_EXERCISE INSTRUCTIONS_:
Starting at the first line of the listing below and ending at the line with "store mirrors into", copy each line exactly.

_DATA RECORDS_:
——
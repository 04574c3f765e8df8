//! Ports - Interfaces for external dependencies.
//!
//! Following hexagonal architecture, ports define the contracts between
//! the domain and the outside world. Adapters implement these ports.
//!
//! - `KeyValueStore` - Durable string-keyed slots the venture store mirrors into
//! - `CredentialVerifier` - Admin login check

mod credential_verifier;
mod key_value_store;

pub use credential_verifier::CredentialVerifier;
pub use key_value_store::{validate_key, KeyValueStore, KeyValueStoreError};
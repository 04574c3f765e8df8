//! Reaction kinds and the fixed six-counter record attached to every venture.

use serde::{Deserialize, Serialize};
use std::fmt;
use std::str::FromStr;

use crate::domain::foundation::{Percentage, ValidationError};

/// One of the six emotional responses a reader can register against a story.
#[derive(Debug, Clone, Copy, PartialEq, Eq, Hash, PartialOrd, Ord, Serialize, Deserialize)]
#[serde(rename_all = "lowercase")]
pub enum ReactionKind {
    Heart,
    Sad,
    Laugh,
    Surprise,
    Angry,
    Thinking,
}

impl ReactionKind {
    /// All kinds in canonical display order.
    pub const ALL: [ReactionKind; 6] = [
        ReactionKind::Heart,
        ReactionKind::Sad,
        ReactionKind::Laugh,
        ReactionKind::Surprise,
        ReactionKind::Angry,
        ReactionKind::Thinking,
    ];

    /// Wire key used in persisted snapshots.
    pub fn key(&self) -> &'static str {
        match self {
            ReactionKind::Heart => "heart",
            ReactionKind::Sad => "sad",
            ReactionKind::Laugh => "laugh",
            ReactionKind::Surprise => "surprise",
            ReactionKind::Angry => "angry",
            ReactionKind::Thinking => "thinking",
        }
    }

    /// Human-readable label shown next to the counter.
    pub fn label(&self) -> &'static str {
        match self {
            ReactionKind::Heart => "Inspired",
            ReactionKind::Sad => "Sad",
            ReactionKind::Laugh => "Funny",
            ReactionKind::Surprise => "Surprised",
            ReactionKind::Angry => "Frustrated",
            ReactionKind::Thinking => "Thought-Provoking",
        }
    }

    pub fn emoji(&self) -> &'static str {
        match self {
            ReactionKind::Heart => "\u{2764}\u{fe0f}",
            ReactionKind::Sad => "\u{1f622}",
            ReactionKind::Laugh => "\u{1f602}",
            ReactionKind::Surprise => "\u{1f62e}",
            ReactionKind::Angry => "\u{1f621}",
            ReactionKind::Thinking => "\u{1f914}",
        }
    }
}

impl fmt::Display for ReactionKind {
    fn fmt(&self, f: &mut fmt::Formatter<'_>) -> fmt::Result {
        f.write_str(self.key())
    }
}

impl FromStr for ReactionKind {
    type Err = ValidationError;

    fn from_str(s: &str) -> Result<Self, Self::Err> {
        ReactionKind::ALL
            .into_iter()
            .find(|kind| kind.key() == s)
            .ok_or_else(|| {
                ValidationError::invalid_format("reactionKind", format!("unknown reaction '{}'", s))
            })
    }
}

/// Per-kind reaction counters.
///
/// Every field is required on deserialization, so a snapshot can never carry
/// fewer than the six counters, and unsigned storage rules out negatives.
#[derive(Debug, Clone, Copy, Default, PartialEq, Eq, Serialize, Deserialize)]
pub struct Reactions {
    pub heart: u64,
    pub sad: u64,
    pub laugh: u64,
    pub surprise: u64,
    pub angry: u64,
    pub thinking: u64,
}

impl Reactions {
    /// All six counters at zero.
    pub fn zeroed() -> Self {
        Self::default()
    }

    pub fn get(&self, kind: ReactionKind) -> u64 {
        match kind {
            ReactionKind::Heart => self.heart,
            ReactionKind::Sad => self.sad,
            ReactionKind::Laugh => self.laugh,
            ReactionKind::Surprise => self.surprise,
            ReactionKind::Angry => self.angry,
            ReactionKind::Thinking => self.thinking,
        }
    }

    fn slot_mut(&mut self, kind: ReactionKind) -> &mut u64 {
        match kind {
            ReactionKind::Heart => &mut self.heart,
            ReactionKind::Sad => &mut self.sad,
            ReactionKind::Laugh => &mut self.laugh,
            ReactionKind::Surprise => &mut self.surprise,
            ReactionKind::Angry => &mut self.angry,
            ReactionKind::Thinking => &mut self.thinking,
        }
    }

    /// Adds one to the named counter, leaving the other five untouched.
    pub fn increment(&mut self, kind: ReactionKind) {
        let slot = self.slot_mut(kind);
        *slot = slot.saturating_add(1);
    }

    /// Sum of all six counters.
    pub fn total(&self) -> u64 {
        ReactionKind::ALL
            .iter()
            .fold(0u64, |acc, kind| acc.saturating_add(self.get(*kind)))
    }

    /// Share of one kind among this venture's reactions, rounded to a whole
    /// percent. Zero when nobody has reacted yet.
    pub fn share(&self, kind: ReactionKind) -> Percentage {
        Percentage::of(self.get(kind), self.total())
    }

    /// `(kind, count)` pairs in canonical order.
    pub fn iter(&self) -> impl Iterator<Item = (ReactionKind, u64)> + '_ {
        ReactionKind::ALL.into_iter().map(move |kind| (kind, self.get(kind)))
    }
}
——
_TASK SOLUTION_:
repository 04574c3f765e8df8
//! Ports - Interfaces for external dependencies.
//!
//! Following hexagonal architecture, ports define the contracts between
//! the domain and the outside world. Adapters implement these ports.
//!
//! - `KeyValueStore` - Durable string-keyed slots the venture store mirrors into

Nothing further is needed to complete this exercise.